Houve um filme que me passou pela cabeça várias vezes enquanto via o seu: Viagem em Itália [Roberto Rossellini, 1954]. Temos Ingrid Bergman, estrangeira, a percorrer catacumbas e museus, numa relação constante com os elementos fúnebres (à semelhança de Arthur). E estamos a falar da mãe de Isabella Rossellini, num filme realizado pelo pai... Já para não dizer que n’A Quimera há uma personagem chamada Itália! São muitas ligações, e gostava de saber se pensou nele.
Esse é um filme que amo imenso, como qualquer filme de Rossellini. E é curioso que tenhamos começado esta conversa com a ideia do rosto, porque o que acabou de dizer é um pouco como aquele efeito de termos visto alguém que nos parecia outra pessoa: dá-me muita satisfação saber que este filme a levou para Viagem em Itália, porque penso que a possibilidade de haver uma memória maior do que a nossa, uma memória coletiva, que vem dos filmes que nos nutriram, é fascinante. Sem dúvida, a memória de Viagem em Itália nutriu-me, sem que eu tenha feito uma referência direta, embora seja tão próximo... Já agora, conto-lhe que quando a Isabella [Rossellini] chegou ao set, fomos fazer uma visita a uma necrópole, e na bilheteira havia uma foto (que ela não conhecia porque não está no filme; é da repérage) da mãe e do pai dela dentro de um túmulo etrusco! Foi muito emocionante. E também... os filmes de Rossellini funcionam como rostos que contêm uma pergunta. É belo que essa pergunta tenha eco no tempo.
A Alice fez Erasmus em Lisboa e realizou cá um filme intitulado Vila Morena [2005], como a canção de Zeca Afonso, Grândola, Vila Morena, tão emblemática do nosso 25 de Abril, que este ano assinalou o cinquentenário. Quer contar-nos um bocadinho dessa experiência?

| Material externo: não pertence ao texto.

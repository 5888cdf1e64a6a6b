use clap::Parser;
use fern::{
    colors::{Color, ColoredLevelConfig},
    Dispatch,
};
use log::LevelFilter;
use std::env;
use time::{format_description::well_known::Iso8601, OffsetDateTime};
use wx_archive_core::{
    find_config_file, load_config, ConfigSource, DEFAULT_ARCHIVE_PORT, DEFAULT_DB_DIR,
    DEFAULT_PAGE_SIZE, DEFAULT_STALE_AFTER_SECS,
};

#[derive(Parser, Clone, Debug, serde::Deserialize, Default)]
#[command(
    author,
    version,
    about = "wx-archive API - paginated and summarized access to archived weather readings"
)]
pub struct Cli {
    /// Path to config file (TOML format)
    /// Searched in order: this flag, $WX_ARCHIVE_CONFIG, ./archive.toml,
    /// $XDG_CONFIG_HOME/wx-archive/archive.toml, /etc/wx-archive/archive.toml
    #[arg(short, long)]
    #[serde(skip)]
    pub config: Option<String>,

    /// Log level: trace, debug, info, warn, error
    #[arg(short, long, env = "WX_ARCHIVE_LEVEL")]
    pub level: Option<String>,

    /// Host to listen on (use 0.0.0.0 for all interfaces)
    #[arg(short, long, env = "WX_ARCHIVE_HOST")]
    #[serde(alias = "host")]
    pub domain: Option<String>,

    /// Port to listen on
    #[arg(short, long, env = "WX_ARCHIVE_PORT")]
    pub port: Option<String>,

    /// Public URL for API responses
    #[arg(short, long, env = "WX_ARCHIVE_REMOTE_URL")]
    pub remote_url: Option<String>,

    /// Directory holding the archive database written by the daemon
    #[arg(long, env = "WX_ARCHIVE_DB_DIR")]
    pub db_dir: Option<String>,

    /// Readings per page when the request does not say
    #[arg(long, env = "WX_ARCHIVE_PAGE_SIZE")]
    pub page_size: Option<u32>,

    /// Seconds after which the freshest reading counts as stale
    #[arg(long, env = "WX_ARCHIVE_STALE_AFTER")]
    pub stale_after: Option<i64>,
}

impl Cli {
    pub fn host(&self) -> String {
        self.domain
            .clone()
            .unwrap_or_else(|| "127.0.0.1".to_string())
    }

    pub fn port(&self) -> String {
        self.port
            .clone()
            .unwrap_or_else(|| DEFAULT_ARCHIVE_PORT.to_string())
    }

    pub fn remote_url(&self) -> String {
        self.remote_url
            .clone()
            .unwrap_or_else(|| format!("http://{}:{}", self.host(), self.port()))
    }

    pub fn db_dir(&self) -> String {
        self.db_dir
            .clone()
            .unwrap_or_else(|| DEFAULT_DB_DIR.to_string())
    }

    pub fn page_size(&self) -> u32 {
        self.page_size.unwrap_or(DEFAULT_PAGE_SIZE)
    }

    pub fn stale_after(&self) -> i64 {
        self.stale_after.unwrap_or(DEFAULT_STALE_AFTER_SECS)
    }

    /// CLI and env values win over the config file
    pub fn merge(self, file_config: Cli) -> Cli {
        Cli {
            config: self.config,
            level: self.level.or(file_config.level),
            domain: self.domain.or(file_config.domain),
            port: self.port.or(file_config.port),
            remote_url: self.remote_url.or(file_config.remote_url),
            db_dir: self.db_dir.or(file_config.db_dir),
            page_size: self.page_size.or(file_config.page_size),
            stale_after: self.stale_after.or(file_config.stale_after),
        }
    }
}

/// Load configuration from CLI args, config file, and environment
pub fn get_config_info() -> Cli {
    let cli_args = Cli::parse();

    let source = if let Some(ref path) = cli_args.config {
        ConfigSource::Explicit(path.into())
    } else {
        find_config_file("WX_ARCHIVE_CONFIG", "archive.toml")
    };

    if let Some(path) = source.path() {
        log::info!("Loading config from: {}", path.display());
    }

    let file_config: Cli = load_config(&source).unwrap_or_default();
    cli_args.merge(file_config)
}

pub fn get_log_level(cli: &Cli) -> LevelFilter {
    let level_str = cli
        .level
        .clone()
        .or_else(|| env::var("RUST_LOG").ok())
        .unwrap_or_else(|| "info".to_string());

    match level_str.to_lowercase().as_str() {
        "trace" => LevelFilter::Trace,
        "debug" => LevelFilter::Debug,
        "info" => LevelFilter::Info,
        "warn" => LevelFilter::Warn,
        "error" => LevelFilter::Error,
        _ => LevelFilter::Info,
    }
}

pub fn setup_logger() -> Dispatch {
    let colors = ColoredLevelConfig::new()
        .trace(Color::White)
        .debug(Color::Cyan)
        .info(Color::Blue)
        .warn(Color::Yellow)
        .error(Color::Magenta);

    fern::Dispatch::new()
        .format(move |out, message, record| {
            out.finish(format_args!(
                "[{} {}] {}: {}",
                OffsetDateTime::now_utc()
                    .format(&Iso8601::DEFAULT)
                    .unwrap_or_default(),
                colors.color(record.level()),
                record.target(),
                message
            ));
        })
        .chain(std::io::stdout())
}
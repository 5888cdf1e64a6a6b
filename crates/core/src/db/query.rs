use log::{debug, error};
use serde::Serialize;
use std::sync::Arc;
use utoipa::ToSchema;

use super::ReadingsArchive;
use crate::{units::round_to, ArchivedReading, DateRange, DEFAULT_PAGE_SIZE};

/// Largest page a caller may ask for
pub const MAX_PAGE_SIZE: u32 = 500;

/// Whether a response came from the archive or is a degraded stand-in.
#[derive(Debug, Clone, Copy, PartialEq, Eq, Serialize, ToSchema)]
#[serde(rename_all = "snake_case")]
pub enum ArchiveStatus {
    Ok,
    StorageUnavailable,
}

#[derive(Debug, Clone, PartialEq, Serialize, ToSchema)]
pub struct ReadingsPage {
    pub rows: Vec<ArchivedReading>,
    /// Rows matching the date filter across all pages
    pub total: i64,
    pub offset: i64,
    #[serde(rename = "per_page")]
    pub limit: u32,
    pub page: u32,
    pub total_pages: u32,
    pub status: ArchiveStatus,
}

#[derive(Debug, Clone, Default, PartialEq, Serialize, ToSchema)]
pub struct SummaryStats {
    pub max_temp: Option<f64>,
    pub min_temp: Option<f64>,
    pub avg_humidity: Option<i64>,
    pub max_wind_speed: Option<f64>,
    pub reading_count: usize,
}

impl SummaryStats {
    /// Aggregate over `readings`, skipping absent values per field. Fields with
    /// no values stay `None`.
    pub fn from_readings<'a>(readings: impl IntoIterator<Item = &'a ArchivedReading>) -> Self {
        let mut stats = SummaryStats::default();
        let mut humidity_sum = 0_i64;
        let mut humidity_count = 0_i64;

        for reading in readings {
            stats.reading_count += 1;
            if let Some(temp) = reading.temperature_f {
                stats.max_temp = Some(stats.max_temp.map_or(temp, |max| max.max(temp)));
                stats.min_temp = Some(stats.min_temp.map_or(temp, |min| min.min(temp)));
            }
            if let Some(humidity) = reading.humidity_pct {
                humidity_sum += humidity;
                humidity_count += 1;
            }
            let wind = reading.wind_speed_mph;
            stats.max_wind_speed = Some(stats.max_wind_speed.map_or(wind, |max| max.max(wind)));
        }

        if humidity_count > 0 {
            stats.avg_humidity = Some(round_to(humidity_sum as f64 / humidity_count as f64, 0) as i64);
        }
        stats
    }
}

#[derive(Debug, Clone, PartialEq, Serialize, ToSchema)]
pub struct SummaryReport {
    #[serde(flatten)]
    pub stats: SummaryStats,
    pub status: ArchiveStatus,
}

/// Range-filtered, paginated and aggregated views over the archive.
///
/// Storage failures never reach the caller as errors: they come back as empty
/// results tagged [`ArchiveStatus::StorageUnavailable`] and are logged, so a
/// genuinely empty range stays distinguishable from an unreachable archive.
#[derive(Clone)]
pub struct ArchiveQueryService {
    archive: Arc<dyn ReadingsArchive>,
    page_size: u32,
}

impl ArchiveQueryService {
    pub fn new(archive: Arc<dyn ReadingsArchive>) -> Self {
        Self::with_page_size(archive, DEFAULT_PAGE_SIZE)
    }

    pub fn with_page_size(archive: Arc<dyn ReadingsArchive>, page_size: u32) -> Self {
        Self {
            archive,
            page_size: clamp_limit(page_size),
        }
    }

    pub fn page_size(&self) -> u32 {
        self.page_size
    }

    /// Page `page_number` (1-based, clamped to 1) of the newest-first listing.
    pub async fn page(
        &self,
        page_number: u32,
        limit: Option<u32>,
        range: DateRange,
    ) -> ReadingsPage {
        let limit = limit.map(clamp_limit).unwrap_or(self.page_size);
        let page_number = page_number.max(1);
        let offset = (page_number as i64 - 1) * limit as i64;
        self.list_readings(offset, limit, range).await
    }

    /// Newest-first listing starting at `offset`, with the total for `range`.
    pub async fn list_readings(&self, offset: i64, limit: u32, range: DateRange) -> ReadingsPage {
        let offset = offset.max(0);
        let limit = clamp_limit(limit);
        let page = u32::try_from(offset / limit as i64)
            .unwrap_or(u32::MAX)
            .saturating_add(1);

        let result = async {
            let rows = self
                .archive
                .list_readings(offset, limit as i64, range)
                .await?;
            let total = self.archive.count_readings(range).await?;
            Ok::<_, super::Error>((rows, total))
        }
        .await;

        match result {
            Ok((rows, total)) => {
                debug!(
                    "listed {} of {} readings (offset {}, limit {})",
                    rows.len(),
                    total,
                    offset,
                    limit
                );
                ReadingsPage {
                    rows,
                    total,
                    offset,
                    limit,
                    page,
                    total_pages: total_pages(total, limit),
                    status: ArchiveStatus::Ok,
                }
            }
            Err(e) => {
                error!("archive unavailable while listing readings: {}", e);
                ReadingsPage {
                    rows: vec![],
                    total: 0,
                    offset,
                    limit,
                    page,
                    total_pages: 0,
                    status: ArchiveStatus::StorageUnavailable,
                }
            }
        }
    }

    pub async fn summary_stats(&self, range: DateRange) -> SummaryReport {
        match self.archive.readings_ascending(range).await {
            Ok(readings) => SummaryReport {
                stats: SummaryStats::from_readings(&readings),
                status: ArchiveStatus::Ok,
            },
            Err(e) => {
                error!("archive unavailable while summarizing readings: {}", e);
                SummaryReport {
                    stats: SummaryStats::default(),
                    status: ArchiveStatus::StorageUnavailable,
                }
            }
        }
    }

    /// Oldest-first readings in `range`, for charting.
    pub async fn series(&self, range: DateRange) -> Result<Vec<ArchivedReading>, super::Error> {
        self.archive.readings_ascending(range).await
    }

    pub async fn latest(&self) -> Result<Option<ArchivedReading>, super::Error> {
        self.archive.latest_reading().await
    }

    pub async fn ping(&self) -> Result<(), super::Error> {
        self.archive.ping().await
    }
}

fn clamp_limit(limit: u32) -> u32 {
    limit.clamp(1, MAX_PAGE_SIZE)
}

fn total_pages(total: i64, limit: u32) -> u32 {
    if total <= 0 {
        0
    } else {
        ((total + limit as i64 - 1) / limit as i64) as u32
    }
}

Sim, vim para Erasmus [Grego Clássico] e depois encontrei a Luciana Fina [radicada em Lisboa], realizadora que admiro muito e que me deu a oportunidade de ficar mais um ano a trabalhar com ela na montagem de dois projetos, em que aprendi imenso. Depois participei num Curso de Cinema da Videoteca Municipal de Lisboa, e, aí, o meu projeto, juntamente com a Alexandra Loureiro, foi sobre o Tejo Bar, onde eu andava todos os dias - um lugar que mudou, como tantas coisas em Lisboa -, e pensámos no título Vila Morena, não só porque uma personagem no filme diz que vai abrir um bar na floresta, que se chamará assim, mas também porque há a ideia de que a Revolução nasce de um canto coral. Aliás, este bar era frequentado, sobretudo, por cabo-verdianos, brasileiros, italianos... havia muitas pessoas estrangeiras. Narrava-se ali a identidade mista e preciosa de uma cidade, e mesmo de uma utopia! O que posso dizer é que, desde o meu primeiro filme, a questão do coro é central: interessa-me filmar a pessoa que somos quando estamos juntos.